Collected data
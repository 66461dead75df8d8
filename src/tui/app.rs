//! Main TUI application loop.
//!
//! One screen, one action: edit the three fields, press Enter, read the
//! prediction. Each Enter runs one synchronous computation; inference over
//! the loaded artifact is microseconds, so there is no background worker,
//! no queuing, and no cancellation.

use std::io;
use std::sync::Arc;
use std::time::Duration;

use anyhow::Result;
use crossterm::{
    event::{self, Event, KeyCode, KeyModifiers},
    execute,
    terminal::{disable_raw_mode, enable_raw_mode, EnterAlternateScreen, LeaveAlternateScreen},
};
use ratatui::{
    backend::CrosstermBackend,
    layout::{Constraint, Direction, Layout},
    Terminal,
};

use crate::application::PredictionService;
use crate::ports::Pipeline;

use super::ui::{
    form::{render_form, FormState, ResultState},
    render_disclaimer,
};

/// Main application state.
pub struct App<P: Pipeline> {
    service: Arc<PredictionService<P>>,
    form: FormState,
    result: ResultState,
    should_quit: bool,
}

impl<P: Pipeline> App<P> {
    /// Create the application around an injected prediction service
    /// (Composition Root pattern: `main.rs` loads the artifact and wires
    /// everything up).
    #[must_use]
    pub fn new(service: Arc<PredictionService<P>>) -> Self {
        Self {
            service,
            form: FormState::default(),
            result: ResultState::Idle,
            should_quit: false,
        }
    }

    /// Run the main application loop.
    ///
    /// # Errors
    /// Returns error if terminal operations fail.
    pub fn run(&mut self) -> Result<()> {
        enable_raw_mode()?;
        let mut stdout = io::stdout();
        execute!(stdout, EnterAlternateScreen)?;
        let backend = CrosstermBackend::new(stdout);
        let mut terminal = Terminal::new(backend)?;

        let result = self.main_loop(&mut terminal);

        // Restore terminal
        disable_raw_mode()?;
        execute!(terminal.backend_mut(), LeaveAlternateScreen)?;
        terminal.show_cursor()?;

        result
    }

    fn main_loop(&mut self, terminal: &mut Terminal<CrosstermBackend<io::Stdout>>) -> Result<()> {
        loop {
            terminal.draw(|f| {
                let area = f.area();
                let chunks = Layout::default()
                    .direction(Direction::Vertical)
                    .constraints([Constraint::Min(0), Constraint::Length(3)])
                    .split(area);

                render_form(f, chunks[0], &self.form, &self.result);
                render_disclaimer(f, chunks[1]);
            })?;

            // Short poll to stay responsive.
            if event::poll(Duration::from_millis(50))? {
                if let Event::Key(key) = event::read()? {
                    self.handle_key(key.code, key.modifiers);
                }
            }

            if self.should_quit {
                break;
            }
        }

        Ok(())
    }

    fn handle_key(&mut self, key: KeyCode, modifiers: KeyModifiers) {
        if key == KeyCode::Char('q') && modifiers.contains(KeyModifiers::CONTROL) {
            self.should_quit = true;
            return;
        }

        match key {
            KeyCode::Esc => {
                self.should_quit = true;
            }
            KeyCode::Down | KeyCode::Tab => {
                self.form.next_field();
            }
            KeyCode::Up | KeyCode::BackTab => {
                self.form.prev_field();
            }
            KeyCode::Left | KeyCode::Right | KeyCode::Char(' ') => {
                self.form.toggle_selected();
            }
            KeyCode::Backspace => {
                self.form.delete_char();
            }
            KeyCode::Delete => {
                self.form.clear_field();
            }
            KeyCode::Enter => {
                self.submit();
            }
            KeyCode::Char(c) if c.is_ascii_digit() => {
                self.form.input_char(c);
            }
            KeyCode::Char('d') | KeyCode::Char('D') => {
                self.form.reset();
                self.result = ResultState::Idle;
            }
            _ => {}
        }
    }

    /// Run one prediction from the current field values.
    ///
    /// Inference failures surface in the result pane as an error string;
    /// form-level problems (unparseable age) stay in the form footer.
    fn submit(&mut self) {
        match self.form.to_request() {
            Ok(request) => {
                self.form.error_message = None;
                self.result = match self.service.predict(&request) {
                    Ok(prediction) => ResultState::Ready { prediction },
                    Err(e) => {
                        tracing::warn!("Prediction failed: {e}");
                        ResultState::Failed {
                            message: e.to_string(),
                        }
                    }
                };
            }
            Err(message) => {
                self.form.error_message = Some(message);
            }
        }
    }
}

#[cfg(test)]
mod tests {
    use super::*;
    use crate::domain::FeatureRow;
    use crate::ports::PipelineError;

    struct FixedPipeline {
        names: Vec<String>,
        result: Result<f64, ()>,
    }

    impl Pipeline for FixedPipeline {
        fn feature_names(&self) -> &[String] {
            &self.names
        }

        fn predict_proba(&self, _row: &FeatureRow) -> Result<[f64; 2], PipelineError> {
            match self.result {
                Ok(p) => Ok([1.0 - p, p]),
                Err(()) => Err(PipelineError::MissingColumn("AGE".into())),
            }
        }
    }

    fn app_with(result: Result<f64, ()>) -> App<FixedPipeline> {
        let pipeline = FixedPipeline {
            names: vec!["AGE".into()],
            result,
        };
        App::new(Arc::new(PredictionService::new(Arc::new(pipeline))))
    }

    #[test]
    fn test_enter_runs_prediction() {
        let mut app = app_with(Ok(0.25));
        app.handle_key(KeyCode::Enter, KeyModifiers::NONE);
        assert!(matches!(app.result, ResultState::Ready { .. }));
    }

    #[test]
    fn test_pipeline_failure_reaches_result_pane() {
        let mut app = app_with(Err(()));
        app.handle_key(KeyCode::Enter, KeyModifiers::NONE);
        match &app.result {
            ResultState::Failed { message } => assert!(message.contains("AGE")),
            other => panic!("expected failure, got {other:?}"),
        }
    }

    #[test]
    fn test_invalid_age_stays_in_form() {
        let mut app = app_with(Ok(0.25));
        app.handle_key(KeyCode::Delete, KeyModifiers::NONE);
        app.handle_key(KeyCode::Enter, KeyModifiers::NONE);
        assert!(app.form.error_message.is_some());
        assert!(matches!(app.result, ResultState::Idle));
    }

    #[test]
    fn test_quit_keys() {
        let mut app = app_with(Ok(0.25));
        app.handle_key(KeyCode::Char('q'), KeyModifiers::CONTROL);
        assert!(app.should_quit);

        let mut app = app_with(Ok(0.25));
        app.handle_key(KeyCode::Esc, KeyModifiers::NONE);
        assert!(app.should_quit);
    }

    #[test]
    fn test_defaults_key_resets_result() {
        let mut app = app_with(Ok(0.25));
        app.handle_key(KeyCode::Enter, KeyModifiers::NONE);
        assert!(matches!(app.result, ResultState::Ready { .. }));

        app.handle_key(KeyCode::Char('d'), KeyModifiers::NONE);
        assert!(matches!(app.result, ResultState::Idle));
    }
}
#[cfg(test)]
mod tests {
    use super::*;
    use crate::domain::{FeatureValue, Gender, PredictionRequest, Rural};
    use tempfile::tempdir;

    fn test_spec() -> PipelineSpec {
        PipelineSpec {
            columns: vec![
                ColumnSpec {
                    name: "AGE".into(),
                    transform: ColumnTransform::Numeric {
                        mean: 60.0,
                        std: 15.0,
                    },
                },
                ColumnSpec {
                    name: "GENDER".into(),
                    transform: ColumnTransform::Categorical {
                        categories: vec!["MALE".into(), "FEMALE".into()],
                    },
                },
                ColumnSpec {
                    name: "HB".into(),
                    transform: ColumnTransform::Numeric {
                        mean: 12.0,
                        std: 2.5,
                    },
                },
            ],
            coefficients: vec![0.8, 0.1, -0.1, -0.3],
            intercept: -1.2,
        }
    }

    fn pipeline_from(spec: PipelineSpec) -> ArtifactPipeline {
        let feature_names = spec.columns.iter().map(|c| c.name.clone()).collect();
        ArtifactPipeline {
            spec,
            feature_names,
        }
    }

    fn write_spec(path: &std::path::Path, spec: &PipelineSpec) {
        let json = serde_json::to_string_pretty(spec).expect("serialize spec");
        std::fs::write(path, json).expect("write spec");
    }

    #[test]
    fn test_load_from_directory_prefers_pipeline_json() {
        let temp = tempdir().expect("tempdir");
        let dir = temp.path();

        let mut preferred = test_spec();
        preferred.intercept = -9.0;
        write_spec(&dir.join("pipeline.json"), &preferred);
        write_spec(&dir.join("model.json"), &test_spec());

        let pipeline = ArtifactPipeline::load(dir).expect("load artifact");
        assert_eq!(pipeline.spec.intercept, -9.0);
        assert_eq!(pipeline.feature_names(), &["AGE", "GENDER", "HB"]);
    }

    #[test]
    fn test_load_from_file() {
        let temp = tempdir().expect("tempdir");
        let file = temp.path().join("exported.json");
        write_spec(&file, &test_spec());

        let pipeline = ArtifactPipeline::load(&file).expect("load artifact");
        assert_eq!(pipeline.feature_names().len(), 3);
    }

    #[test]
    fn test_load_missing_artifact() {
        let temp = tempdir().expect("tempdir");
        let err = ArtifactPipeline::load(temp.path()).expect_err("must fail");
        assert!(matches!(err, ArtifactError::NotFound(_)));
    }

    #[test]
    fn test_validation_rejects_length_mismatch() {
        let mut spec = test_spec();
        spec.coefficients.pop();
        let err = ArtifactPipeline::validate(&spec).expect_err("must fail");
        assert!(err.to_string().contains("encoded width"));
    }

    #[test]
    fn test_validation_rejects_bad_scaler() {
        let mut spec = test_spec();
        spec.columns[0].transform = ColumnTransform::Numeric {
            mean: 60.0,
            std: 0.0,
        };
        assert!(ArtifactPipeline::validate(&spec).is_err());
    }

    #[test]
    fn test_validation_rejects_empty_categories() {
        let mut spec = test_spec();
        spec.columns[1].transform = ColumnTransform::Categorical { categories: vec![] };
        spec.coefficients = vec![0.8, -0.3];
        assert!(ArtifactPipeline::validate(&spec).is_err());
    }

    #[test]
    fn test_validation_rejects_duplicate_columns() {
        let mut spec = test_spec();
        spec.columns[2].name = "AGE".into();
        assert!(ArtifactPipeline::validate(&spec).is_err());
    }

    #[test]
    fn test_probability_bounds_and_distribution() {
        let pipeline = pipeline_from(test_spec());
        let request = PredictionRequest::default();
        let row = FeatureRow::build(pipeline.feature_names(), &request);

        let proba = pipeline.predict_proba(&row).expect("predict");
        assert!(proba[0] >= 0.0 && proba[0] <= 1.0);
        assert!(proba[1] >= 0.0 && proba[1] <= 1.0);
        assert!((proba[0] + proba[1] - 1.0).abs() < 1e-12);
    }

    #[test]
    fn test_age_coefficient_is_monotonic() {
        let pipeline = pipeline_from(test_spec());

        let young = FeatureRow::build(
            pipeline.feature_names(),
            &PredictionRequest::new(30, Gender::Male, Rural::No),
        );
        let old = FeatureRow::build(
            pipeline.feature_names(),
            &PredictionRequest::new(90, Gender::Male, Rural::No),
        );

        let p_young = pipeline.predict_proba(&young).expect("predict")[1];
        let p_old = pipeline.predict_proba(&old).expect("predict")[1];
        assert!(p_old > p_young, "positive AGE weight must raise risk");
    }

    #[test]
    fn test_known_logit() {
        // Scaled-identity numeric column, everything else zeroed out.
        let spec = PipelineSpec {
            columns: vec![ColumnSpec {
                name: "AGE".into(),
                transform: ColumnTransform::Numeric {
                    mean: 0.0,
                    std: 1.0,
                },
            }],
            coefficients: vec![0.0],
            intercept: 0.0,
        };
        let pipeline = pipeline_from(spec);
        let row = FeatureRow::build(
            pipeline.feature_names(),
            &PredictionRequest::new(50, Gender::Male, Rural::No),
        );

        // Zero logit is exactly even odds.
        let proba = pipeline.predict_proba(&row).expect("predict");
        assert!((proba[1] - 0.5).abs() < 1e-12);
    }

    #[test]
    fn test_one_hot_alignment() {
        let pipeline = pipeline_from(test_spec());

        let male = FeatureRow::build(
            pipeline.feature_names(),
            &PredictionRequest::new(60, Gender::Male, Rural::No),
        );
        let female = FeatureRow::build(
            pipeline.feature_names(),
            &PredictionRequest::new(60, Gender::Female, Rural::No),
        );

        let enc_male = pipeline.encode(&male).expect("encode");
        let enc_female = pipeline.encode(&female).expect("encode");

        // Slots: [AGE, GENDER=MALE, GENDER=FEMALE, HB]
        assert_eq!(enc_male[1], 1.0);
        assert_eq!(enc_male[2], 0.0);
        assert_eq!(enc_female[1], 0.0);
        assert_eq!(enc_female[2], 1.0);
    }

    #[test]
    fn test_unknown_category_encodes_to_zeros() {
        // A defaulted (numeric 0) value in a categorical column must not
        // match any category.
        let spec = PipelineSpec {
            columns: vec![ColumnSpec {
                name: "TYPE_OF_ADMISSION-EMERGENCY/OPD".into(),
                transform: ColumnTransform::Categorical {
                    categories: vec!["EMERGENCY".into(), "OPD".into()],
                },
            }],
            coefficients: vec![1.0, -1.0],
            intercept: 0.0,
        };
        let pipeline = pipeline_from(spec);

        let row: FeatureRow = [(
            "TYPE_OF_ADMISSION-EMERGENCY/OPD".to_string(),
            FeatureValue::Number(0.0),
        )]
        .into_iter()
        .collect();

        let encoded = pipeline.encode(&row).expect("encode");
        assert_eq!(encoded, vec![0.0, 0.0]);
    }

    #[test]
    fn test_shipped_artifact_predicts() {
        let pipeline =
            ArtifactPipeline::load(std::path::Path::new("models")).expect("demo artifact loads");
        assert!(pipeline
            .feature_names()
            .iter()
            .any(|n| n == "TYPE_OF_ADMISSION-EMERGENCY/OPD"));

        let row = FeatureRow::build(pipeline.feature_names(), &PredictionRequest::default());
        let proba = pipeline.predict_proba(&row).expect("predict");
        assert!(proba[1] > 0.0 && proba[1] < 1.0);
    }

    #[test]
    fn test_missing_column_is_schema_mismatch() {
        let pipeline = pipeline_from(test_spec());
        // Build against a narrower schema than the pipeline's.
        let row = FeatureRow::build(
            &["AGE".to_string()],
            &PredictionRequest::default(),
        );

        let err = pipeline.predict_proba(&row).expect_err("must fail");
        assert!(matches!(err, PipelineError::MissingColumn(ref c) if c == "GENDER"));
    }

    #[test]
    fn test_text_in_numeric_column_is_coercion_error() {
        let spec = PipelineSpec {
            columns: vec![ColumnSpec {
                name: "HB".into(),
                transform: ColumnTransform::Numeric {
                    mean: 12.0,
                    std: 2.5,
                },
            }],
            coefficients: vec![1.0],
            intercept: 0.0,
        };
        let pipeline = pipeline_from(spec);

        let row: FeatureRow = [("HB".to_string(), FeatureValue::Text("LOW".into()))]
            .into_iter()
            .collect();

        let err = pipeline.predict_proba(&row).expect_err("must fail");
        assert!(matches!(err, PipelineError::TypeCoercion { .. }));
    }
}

#### [PROMPT]
Say the number of data lines holding "Direction", without any other words.

#### [RESPONSE]
2